|
Mittlerweile gibt es eine Reihe von unterschiedlichen Anlageprodukten, mit und ohne staatliche Förderung. Welches Produkt das Richtige ist, lässt sich sicher nicht pauschal beantworten. Bei der Wahl spielen mehrere Faktoren eine Rolle, beispielsweise das Alter bei Vertragsabschluss, der berufliche Status, die finanziellen Möglichkeiten, wie viel Flexibilität der Vertrag erlauben soll oder auch wie risikofreudig der Sparer ist.
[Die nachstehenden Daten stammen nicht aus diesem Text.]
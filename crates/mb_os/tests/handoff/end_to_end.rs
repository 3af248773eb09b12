#![forbid(unsafe_code)]

use std::sync::Arc;

use mb_engines::analytics::{events, AnalyticsConfig, DeliveryMode, MemoryEventSink};
use mb_engines::transport::TransportConfig;
use mb_engines::{AttributionPolicy, InstallClick, PageVisit, RecordOutcome, StaticEnvironment, UrlHandoff};
use mb_kernel_contracts::fingerprint::EnvironmentAttributes;
use mb_kernel_contracts::transport::RecoveryMethod;
use mb_kernel_contracts::{ExecutionContextKind, UnixTimeMs};
use mb_os::reconciler::Corroboration;
use mb_os::{BackgroundContext, ContextClient, InstallDateSource, InstallDetails, InstallReason};
use mb_storage::{BrowserProfile, MemoryBackend, StorageMedium};
use url::Url;

const VISIT_AT: UnixTimeMs = UnixTimeMs(1_712_000_000_000);
const STORE_URL: &str = "https://chromewebstore.google.com/detail/ggccjkdgmlclpigflghjjkgeblgdgffe";

fn laptop() -> StaticEnvironment {
    StaticEnvironment(EnvironmentAttributes {
        timezone: Some("Europe/Amsterdam".to_string()),
        language: Some("nl-NL".to_string()),
        languages: Some(vec!["nl-NL".to_string(), "en".to_string()]),
        platform: Some("Win32".to_string()),
        hardware_concurrency: Some(12),
        cookie_enabled: Some(true),
        vendor: Some("Google Inc.".to_string()),
        ..EnvironmentAttributes::default()
    })
}

/// Copies the hand-off query of `from` onto `base`, the way a redirect chain would.
fn carry_query(from: &Url, base: &str) -> Url {
    let mut url = Url::parse(base).unwrap();
    url.set_query(from.query());
    url
}

#[tokio::test]
async fn at_handoff_e2e_01_reddit_visit_survives_the_store_hop() {
    let profile = BrowserProfile::new();
    let visit = PageVisit::parse(
        "https://monkey-block.com/?utm_source=reddit&utm_medium=social",
        None,
    )
    .unwrap();
    let mut website = ContextClient::new(
        ExecutionContextKind::Website,
        profile.page_storage("https://monkey-block.com"),
        profile.cookies(),
    )
    .start(&laptop(), &visit, VISIT_AT)
    .await;
    let RecordOutcome::Recorded(landing) = &website.startup().landing else {
        panic!("reddit visit must be recorded");
    };
    assert_eq!(landing.utm.utm_source.as_deref(), Some("reddit"));
    assert_eq!(landing.utm.utm_medium.as_deref(), Some("social"));

    let click_at = VISIT_AT.saturating_add_ms(90_000);
    let store = website.install_click(&InstallClick::new("hero"), &Url::parse(STORE_URL).unwrap(), click_at);
    let sent = UrlHandoff::from_url(&store);
    assert_eq!(sent.user_id.as_ref(), Some(&website.identity().user_id));
    assert_eq!(sent.device_id.as_ref(), Some(&website.identity().device_id));
    assert!(website
        .cookies()
        .get("welcome.monkey-block.com", "mb_attr", click_at)
        .unwrap()
        .is_some());

    let welcome_url = carry_query(&store, "https://welcome.monkey-block.com/");
    let welcome_visit = PageVisit::parse(welcome_url.as_str(), None).unwrap();
    let welcome = ContextClient::new(
        ExecutionContextKind::Welcome,
        profile.page_storage("https://welcome.monkey-block.com"),
        profile.cookies(),
    )
    .start(&laptop(), &welcome_visit, click_at.saturating_add_ms(40_000))
    .await;

    let recovered = welcome.startup().recovered.as_ref().unwrap();
    assert_eq!(recovered.method, RecoveryMethod::UrlParametersComplete);
    assert_eq!(recovered.corroboration, Corroboration::ExplicitHandoff);
    assert_eq!(recovered.record.utm.utm_source.as_deref(), Some("reddit"));
    assert_eq!(recovered.record.utm.utm_medium.as_deref(), Some("social"));
    assert_eq!(welcome.identity().user_id, website.identity().user_id);
}

#[tokio::test]
async fn at_handoff_e2e_02_cookie_carries_attribution_when_the_query_is_lost() {
    let profile = BrowserProfile::new();
    let visit = PageVisit::parse("https://monkey-block.com/?utm_source=newsletter", None).unwrap();
    let mut website = ContextClient::new(
        ExecutionContextKind::Website,
        profile.page_storage("https://monkey-block.com"),
        profile.cookies(),
    )
    .start(&laptop(), &visit, VISIT_AT)
    .await;
    website.install_click(&InstallClick::new("footer"), &Url::parse(STORE_URL).unwrap(), VISIT_AT);

    let bare = PageVisit::parse("https://welcome.monkey-block.com/", None).unwrap();
    let welcome = ContextClient::new(
        ExecutionContextKind::Welcome,
        profile.page_storage("https://welcome.monkey-block.com"),
        profile.cookies(),
    )
    .start(&laptop(), &bare, VISIT_AT.saturating_add_ms(120_000))
    .await;

    let recovered = welcome.startup().recovered.as_ref().unwrap();
    assert_eq!(recovered.method, RecoveryMethod::Cookie);
    assert_eq!(recovered.corroboration, Corroboration::FingerprintMatch);
    assert_eq!(recovered.record.utm.utm_source.as_deref(), Some("newsletter"));
    assert_eq!(welcome.identity().user_id, website.identity().user_id);
}

#[tokio::test]
async fn at_handoff_e2e_03_welcome_forwards_to_extension_which_reports_the_install() {
    let profile = BrowserProfile::new();
    let visit = PageVisit::parse(
        "https://monkey-block.com/?utm_source=reddit&utm_medium=social&utm_campaign=launch",
        None,
    )
    .unwrap();
    let mut website = ContextClient::new(
        ExecutionContextKind::Website,
        profile.page_storage("https://monkey-block.com"),
        profile.cookies(),
    )
    .start(&laptop(), &visit, VISIT_AT)
    .await;
    let store = website.install_click(&InstallClick::new("hero"), &Url::parse(STORE_URL).unwrap(), VISIT_AT);

    let extension_events = MemoryEventSink::new();
    let analytics = AnalyticsConfig {
        api_key: Some("test-key".to_string()),
        ..AnalyticsConfig::mvp_v1()
    };
    let background = BackgroundContext::start(
        MemoryBackend::acting_as(StorageMedium::ExtensionStorage),
        &laptop(),
        AttributionPolicy::mvp_v1(),
        TransportConfig::mvp_v1(),
        VISIT_AT,
    );
    let background = {
        let client = mb_engines::AnalyticsClient::new(
            &analytics,
            background.identity(),
            ExecutionContextKind::Extension,
            Arc::new(extension_events.clone()),
            DeliveryMode::Blocking,
        );
        background.with_analytics(client)
    };
    assert_eq!(
        background.identity().local_fingerprint,
        website.identity().local_fingerprint,
        "same environment must fingerprint identically in every context"
    );
    let (channel, serving) = background.spawn(8);

    let welcome_visit = PageVisit::parse(carry_query(&store, "https://welcome.monkey-block.com/").as_str(), None).unwrap();
    let welcome = ContextClient::new(
        ExecutionContextKind::Welcome,
        profile.page_storage("https://welcome.monkey-block.com"),
        profile.cookies(),
    )
    .with_channel(channel)
    .start(&laptop(), &welcome_visit, VISIT_AT.saturating_add_ms(60_000))
    .await;
    assert!(welcome.startup().forwarded);
    drop(welcome);

    let mut background = serving.await.unwrap();
    let details = InstallDetails {
        reason: InstallReason::Install,
        version: "3.0.0".to_string(),
    };
    let opened = background
        .on_installed(
            &details,
            &Url::parse("https://welcome.monkey-block.com/").unwrap(),
            VISIT_AT.saturating_add_ms(61_000),
        )
        .unwrap();
    assert_eq!(
        UrlHandoff::from_url(&opened).record.utm.utm_campaign.as_deref(),
        Some("launch")
    );

    // The extension stamps the install date in ISO form; a later page reads it straight
    // off the query.
    let feedback_visit =
        PageVisit::parse(carry_query(&opened, "https://feedback.monkey-block.com/").as_str(), None).unwrap();
    let feedback = ContextClient::new(
        ExecutionContextKind::Feedback,
        profile.page_storage("https://feedback.monkey-block.com"),
        profile.cookies(),
    )
    .start(&laptop(), &feedback_visit, VISIT_AT.saturating_add_ms(120_000))
    .await;
    let resolved = feedback.install_date(VISIT_AT.saturating_add_ms(120_000)).await;
    assert_eq!(resolved.source, InstallDateSource::UrlParameter);
    assert_eq!(resolved.at, VISIT_AT.saturating_add_ms(61_000));

    let recorded = extension_events.events();
    let synced = recorded
        .iter()
        .find(|e| e.event_type == events::ATTRIBUTION_SYNCED)
        .unwrap();
    assert_eq!(synced.event_properties["attribution_source"], "website");
    let installed = recorded
        .iter()
        .find(|e| e.event_type == events::EXTENSION_INSTALLED)
        .unwrap();
    assert_eq!(installed.event_properties["utm_source"], "reddit");
    assert_eq!(installed.event_properties["recovery_method"], "url_parameters_complete");
    assert_eq!(installed.platform.as_deref(), Some("extension"));
}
Grundsätzlich gilt jedoch, dass die private Altersvorsorge umso effektiver und mit umso niedrigerer finanzieller Belastung realisiert werden kann, je mehr Zeit bis zum Beginn der Auszahlung verbleibt. Mögliche Anlageprodukte für die private Altersvorsorge sind Lebens- und Rentenversicherungen, klassisch oder fondsgebunden, Bank-, Aktien- oder Fondssparpläne, die Riester- oder die Rürup-Rente oder auch Immobilien.
Klassische Lebens- oder Rentenversicherungen sowie Immobilien gehören zu den recht sicheren Anlageformen, versprechen in der Regel jedoch eine meist überschaubare Rendite. Höhere Gewinne versprechen fondsgebundene Lebens- und Rentenversicherungen oder Aktien- und Fondssparpläne, allerdings drohen hierbei bei negativen Wertentwicklungen ebenso auch Verluste. Für Arbeitnehmer besteht die Möglichkeit, staatliche Förderungen im Rahmen der Riester-Rente in Anspruch zu nehmen. Hierbei sieht der Gesetzgeber Zulagen und Steuervorteile vor, wenn ein bestimmter Prozentsatz des Einkommens in zertifizierten Produkten angespart wird.
Diejenigen, die die Riesterförderung nicht nutzen können, beispielsweise Selbstständige oder Freiberufler, können von dem Modell der Rürup-Rente profitieren. Die Vorteile der staatlich geförderten Anlageprodukte liegen in der Pfändungs- und Hartz-IV-Sicherheit, allerdings lassen die Verträge wenig Flexibilität zu. So können die Verträge nicht beliehen, verkauft oder vererbt werden, in der Regel besteht kein Kapitalwahlrecht und der Auszahlungsbeginn kann erst ab einem bestimmten Alter erfolgen. Grundsätzlich empfiehlt sich also, die verschiedenen Produkte vor einem Abschluss insbesondere im Hinblick auf die eigenen Bedürfnisse miteinander zu vergleichen.